**Task to carry out:** Look below for the line that has "let target_bits = match". Set down the lines from there through the line that has "if total_dwarves == 0", exactly as written.

(Provided material)

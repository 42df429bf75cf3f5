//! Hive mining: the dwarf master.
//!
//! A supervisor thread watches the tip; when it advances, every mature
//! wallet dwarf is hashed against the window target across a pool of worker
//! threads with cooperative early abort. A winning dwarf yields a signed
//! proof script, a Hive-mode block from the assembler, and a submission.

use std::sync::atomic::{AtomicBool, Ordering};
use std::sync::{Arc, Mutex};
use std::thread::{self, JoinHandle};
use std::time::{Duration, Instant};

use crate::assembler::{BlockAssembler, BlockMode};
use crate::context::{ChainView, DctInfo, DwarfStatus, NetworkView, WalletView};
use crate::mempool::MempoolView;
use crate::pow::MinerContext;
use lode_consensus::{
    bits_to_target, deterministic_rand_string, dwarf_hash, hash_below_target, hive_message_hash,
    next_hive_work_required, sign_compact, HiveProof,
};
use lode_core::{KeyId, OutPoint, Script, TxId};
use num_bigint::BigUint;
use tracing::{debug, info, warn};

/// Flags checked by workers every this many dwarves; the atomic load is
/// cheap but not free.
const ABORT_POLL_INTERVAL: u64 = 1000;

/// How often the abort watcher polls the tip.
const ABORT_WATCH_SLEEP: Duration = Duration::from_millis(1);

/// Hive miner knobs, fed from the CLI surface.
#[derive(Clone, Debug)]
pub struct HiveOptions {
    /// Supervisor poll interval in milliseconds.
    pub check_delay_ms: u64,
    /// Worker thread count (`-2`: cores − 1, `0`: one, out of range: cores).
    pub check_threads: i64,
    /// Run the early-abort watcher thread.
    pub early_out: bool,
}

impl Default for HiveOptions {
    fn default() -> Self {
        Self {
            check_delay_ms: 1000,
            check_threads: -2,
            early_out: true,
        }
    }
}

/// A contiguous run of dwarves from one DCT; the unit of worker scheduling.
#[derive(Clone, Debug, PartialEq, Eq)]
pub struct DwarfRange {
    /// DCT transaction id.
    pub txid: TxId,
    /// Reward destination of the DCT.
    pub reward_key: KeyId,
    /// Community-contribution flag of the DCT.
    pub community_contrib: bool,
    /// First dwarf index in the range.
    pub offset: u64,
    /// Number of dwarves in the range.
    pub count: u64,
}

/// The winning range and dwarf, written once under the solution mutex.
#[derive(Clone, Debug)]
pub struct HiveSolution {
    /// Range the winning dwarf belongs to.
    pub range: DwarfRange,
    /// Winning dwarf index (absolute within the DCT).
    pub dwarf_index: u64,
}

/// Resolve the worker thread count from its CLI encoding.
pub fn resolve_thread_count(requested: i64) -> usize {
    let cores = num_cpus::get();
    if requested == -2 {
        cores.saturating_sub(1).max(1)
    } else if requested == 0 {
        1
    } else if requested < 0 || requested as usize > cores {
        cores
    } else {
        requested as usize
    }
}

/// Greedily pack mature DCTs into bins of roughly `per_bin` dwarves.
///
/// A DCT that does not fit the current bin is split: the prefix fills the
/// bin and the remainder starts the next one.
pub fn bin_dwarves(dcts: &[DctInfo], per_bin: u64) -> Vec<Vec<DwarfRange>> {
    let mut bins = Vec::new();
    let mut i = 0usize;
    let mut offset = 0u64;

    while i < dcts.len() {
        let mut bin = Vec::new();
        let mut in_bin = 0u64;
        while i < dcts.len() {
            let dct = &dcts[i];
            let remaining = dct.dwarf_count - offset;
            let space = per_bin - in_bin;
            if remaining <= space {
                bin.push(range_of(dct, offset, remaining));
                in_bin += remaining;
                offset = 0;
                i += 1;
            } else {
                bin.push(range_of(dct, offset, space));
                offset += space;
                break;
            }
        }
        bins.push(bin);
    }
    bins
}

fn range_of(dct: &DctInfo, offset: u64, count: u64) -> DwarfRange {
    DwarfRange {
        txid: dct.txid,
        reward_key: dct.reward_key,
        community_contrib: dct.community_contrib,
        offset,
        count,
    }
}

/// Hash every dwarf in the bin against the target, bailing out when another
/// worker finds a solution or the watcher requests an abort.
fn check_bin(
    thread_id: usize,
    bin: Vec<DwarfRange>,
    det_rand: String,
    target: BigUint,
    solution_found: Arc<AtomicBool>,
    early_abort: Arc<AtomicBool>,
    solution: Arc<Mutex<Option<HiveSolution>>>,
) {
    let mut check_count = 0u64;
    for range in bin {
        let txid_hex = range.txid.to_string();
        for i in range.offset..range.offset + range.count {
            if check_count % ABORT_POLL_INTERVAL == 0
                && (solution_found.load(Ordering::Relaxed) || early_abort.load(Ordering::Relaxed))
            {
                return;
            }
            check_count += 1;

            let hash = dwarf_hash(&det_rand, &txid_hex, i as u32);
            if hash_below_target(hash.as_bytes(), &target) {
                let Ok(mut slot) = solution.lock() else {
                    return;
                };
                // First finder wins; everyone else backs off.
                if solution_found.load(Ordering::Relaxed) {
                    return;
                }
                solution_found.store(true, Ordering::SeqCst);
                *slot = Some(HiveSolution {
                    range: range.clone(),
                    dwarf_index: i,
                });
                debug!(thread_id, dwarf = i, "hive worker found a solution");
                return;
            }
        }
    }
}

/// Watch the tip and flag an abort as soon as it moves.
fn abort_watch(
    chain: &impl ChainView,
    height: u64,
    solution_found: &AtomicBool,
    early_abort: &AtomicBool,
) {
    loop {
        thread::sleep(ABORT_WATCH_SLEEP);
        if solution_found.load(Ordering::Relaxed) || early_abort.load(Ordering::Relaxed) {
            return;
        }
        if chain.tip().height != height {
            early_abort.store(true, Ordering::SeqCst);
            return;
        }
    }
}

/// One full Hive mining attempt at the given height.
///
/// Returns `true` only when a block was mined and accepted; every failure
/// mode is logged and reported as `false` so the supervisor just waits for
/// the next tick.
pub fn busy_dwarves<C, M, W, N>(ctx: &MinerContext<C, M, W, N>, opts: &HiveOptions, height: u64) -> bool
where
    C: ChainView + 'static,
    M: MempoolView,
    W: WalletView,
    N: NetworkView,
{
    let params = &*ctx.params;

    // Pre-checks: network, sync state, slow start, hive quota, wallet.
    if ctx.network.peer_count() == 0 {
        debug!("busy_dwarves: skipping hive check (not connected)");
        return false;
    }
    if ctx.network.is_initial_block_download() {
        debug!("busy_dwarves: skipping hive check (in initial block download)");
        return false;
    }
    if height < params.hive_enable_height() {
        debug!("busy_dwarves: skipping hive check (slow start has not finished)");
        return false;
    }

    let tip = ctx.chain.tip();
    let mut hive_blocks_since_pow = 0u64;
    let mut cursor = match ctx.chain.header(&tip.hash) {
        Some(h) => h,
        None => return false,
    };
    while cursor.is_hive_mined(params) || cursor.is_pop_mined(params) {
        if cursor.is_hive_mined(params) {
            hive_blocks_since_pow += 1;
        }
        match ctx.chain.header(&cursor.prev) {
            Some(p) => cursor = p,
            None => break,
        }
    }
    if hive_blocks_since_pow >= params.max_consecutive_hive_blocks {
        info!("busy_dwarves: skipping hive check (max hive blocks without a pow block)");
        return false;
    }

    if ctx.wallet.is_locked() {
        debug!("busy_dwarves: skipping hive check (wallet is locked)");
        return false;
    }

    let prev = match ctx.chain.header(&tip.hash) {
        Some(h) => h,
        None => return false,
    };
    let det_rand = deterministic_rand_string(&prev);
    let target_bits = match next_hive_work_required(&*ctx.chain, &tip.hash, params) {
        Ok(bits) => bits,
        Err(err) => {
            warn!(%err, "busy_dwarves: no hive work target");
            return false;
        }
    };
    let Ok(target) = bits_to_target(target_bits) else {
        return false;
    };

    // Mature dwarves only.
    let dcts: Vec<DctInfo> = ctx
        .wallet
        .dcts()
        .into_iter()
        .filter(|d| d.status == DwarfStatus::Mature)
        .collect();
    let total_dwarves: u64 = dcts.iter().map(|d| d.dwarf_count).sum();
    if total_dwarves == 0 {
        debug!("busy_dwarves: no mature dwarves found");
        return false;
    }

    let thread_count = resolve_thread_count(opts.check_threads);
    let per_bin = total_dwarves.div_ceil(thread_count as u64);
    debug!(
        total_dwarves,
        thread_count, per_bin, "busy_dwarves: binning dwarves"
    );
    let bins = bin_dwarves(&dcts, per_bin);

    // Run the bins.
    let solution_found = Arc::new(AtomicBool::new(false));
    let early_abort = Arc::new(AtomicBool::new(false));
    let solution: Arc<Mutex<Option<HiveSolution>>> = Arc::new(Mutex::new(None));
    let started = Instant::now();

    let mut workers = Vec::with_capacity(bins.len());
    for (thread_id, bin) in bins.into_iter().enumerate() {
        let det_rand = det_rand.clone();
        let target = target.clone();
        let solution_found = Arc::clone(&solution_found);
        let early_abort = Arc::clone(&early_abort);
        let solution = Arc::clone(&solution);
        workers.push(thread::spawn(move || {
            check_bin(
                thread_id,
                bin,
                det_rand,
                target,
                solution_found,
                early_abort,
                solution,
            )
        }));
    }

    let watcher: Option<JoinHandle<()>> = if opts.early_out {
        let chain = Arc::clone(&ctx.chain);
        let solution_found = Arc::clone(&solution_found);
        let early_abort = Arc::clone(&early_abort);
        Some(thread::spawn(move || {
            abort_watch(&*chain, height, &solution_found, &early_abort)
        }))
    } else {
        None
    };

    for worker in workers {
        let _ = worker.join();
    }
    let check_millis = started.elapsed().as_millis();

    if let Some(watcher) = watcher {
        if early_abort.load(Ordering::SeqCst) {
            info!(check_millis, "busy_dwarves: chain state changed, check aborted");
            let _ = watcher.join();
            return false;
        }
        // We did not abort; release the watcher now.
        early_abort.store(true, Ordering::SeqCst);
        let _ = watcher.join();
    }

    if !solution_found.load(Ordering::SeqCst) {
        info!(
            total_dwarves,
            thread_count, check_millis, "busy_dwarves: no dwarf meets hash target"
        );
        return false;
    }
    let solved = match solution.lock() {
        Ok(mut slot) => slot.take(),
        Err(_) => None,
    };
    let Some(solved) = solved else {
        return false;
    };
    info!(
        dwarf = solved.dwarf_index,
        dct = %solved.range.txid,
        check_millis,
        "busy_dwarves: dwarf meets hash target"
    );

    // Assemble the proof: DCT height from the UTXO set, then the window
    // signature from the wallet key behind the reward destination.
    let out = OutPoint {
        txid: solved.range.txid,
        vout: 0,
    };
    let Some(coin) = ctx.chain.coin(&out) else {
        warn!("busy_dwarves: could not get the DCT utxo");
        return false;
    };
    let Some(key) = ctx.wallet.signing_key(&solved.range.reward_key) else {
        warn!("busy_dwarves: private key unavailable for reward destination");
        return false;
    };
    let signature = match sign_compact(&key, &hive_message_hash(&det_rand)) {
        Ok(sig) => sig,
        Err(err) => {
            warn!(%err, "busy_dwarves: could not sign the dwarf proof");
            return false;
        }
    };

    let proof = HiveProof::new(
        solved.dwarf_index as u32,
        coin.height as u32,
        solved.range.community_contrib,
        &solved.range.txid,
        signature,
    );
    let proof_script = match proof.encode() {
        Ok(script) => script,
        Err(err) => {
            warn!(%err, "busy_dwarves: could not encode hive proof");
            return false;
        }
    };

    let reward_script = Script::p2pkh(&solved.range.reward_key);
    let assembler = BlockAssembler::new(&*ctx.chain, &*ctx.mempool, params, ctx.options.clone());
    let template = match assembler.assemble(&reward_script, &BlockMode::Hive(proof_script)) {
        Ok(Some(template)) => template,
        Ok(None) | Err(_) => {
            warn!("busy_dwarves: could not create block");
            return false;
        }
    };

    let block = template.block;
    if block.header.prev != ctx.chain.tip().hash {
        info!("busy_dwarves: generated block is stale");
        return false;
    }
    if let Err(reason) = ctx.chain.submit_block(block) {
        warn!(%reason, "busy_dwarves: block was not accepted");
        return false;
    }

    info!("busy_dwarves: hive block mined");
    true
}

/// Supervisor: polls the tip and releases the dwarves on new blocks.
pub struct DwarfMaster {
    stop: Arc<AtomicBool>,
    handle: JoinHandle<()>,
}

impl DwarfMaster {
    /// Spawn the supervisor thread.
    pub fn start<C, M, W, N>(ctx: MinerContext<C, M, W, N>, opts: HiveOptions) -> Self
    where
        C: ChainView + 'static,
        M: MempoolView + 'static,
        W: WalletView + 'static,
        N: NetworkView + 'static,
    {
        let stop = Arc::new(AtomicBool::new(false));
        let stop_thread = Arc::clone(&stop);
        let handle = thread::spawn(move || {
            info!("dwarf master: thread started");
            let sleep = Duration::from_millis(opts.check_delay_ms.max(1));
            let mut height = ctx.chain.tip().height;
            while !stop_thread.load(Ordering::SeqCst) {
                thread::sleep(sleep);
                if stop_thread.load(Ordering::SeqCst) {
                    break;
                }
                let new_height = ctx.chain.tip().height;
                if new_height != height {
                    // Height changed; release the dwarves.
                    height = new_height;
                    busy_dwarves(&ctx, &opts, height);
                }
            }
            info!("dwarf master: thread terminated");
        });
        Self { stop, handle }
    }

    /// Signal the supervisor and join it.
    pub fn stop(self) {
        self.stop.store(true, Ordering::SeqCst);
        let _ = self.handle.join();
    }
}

(End Provided material)

**Solved exercise:**
    let target_bits = match next_hive_work_required(&*ctx.chain, &tip.hash, params) {
        Ok(bits) => bits,
        Err(err) => {
            warn!(%err, "busy_dwarves: no hive work target");
            return false;
        }
    };
    let Ok(target) = bits_to_target(target_bits) else {
        return false;
    };

    // Mature dwarves only.
    let dcts: Vec<DctInfo> = ctx
        .wallet
        .dcts()
        .into_iter()
        .filter(|d| d.status == DwarfStatus::Mature)
        .collect();
    let total_dwarves: u64 = dcts.iter().map(|d| d.dwarf_count).sum();
    if total_dwarves == 0 {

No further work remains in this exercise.